Sweden’s ambassador to the U.S. declared that “Stockholm could reach herd immunity by May.” However, five months’ later this has not been achieved, and Sweden’s economy has suffered just as much, if not more, than its neighbors who used lockdown measures.

The epidemiological indicators I present below expose the flawed, not to say macabre, effects of the Swedish exporting model.

The message to other nations is: Don’t buy it. Survive instead.

Case Fatality Rate in Sweden & Nordic
Neighbors: Denmark, Finland, Norway

Based on current international data, I have carried out a comparison of mortality indicators among Nordic countries that applied forms of lockdown, and Sweden.

There certainly are multiple models for such international epidemiological comparisons. However, I start with the simple method to determine whether there is a statistical significance in the reported differences regarding total number, number per capita, etc.

(As we know, not all differences in mortality rates are epidemiologically/statistically significant, although they can appear as such in media reports).

Results found through comparisons between the number of Covid-19 deaths in Sweden (n = 5,883) and ditto the total numbers in Denmark, Finland and Norway (n = 1,284), give a significant overrepresentation of the Swedish deaths (X2 = 3023.3239, p = <0.00001). The difference is thus highly statistically significant.

Another method is the Case Fatality Rate (hereinafter referred to as CFR). CFR intends to estimate the proportion of deaths among confirmed cases. It shows the proportion of those who were ill and who eventually died; the World Health Organization considers it “a measure of severity among detected cases.”
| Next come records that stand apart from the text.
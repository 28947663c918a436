//! Error type shared by every operation of the rule tree.

use thiserror::Error;

pub type Result<T> = std::result::Result<T, RtError>;

#[derive(Debug, Error)]
pub enum RtError {
    /// The schema handed to `configure()` is unusable.
    #[error("invalid configuration: {0}")]
    InvalidConfig(String),

    /// `ingest()` or `learn()` called before `configure()`.
    #[error("model is not configured, call configure() first")]
    NotConfigured,

    /// A row does not carry one value per configured column.
    #[error("expecting {expected} elements instead found: {found}")]
    ArityMismatch { expected: usize, found: usize },

    /// A value that must be numeric is not.
    #[error("column `{column}` expects a numeric value, found: {found}")]
    InvalidValue { column: String, found: String },

    #[error("insufficient data: at least {required} rows are needed to learn, found {found}")]
    InsufficientData { required: usize, found: usize },

    #[error("input must be an object, instead found: {0}")]
    InvalidInput(String),

    /// Prediction needs a column the input does not carry.
    #[error("missing value for column `{0}`")]
    MissingColumn(String),

    /// `predict()`, `summary()` or `export_json()` called before a tree exists.
    #[error("no rule tree available, call learn() or import_json() first")]
    NotTrained,

    #[error("undefined or empty model encountered, import failed")]
    InvalidModel,

    #[error("JSON parsing error during import: {0}")]
    ParseError(#[source] serde_json::Error),

    #[error("incorrect model format or version: expected `{expected}`, found {found}")]
    VersionMismatch { expected: String, found: String },

    #[error("invalid number of folds: {folds} for {rows} rows")]
    InvalidFolds { folds: usize, rows: usize },

    /// Serialising the tree failed.
    #[error("SerdeJson error: {0}")]
    SerdeJson(#[source] serde_json::Error),
}

impl From<serde_json::Error> for RtError {
    fn from(err: serde_json::Error) -> RtError {
        RtError::SerdeJson(err)
    }
}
Among more than 200 countries included in the international tables on Coronavirus, Sweden is currently ranked 14th out of the 15 countries with the highest Covid-19 death rate per 1 M population.

However, when CFR is taken into account, Sweden increases to sixth place in that group, illustrating the significance of the CFR method.  This ranking position has remained rather even for Sweden. My calculation (as of Oct. 7 , 2020) indicates the same results established in a research paper from May 2020.

Regarding the comparison among the said Nordic countries, I have used two CFR calculation models. One is the usual CFR, which only needs the death toll and the number of reported Covid-19 patients.

The second consists of a more refined method, also recently described by the WHO, which in addition requires the number of cases that have recovered from the disease.

With the first method, the current CFR calculation results in: Denmark 2.18, Finland 3.16, Norway 1.8, and Sweden 6.11 percent.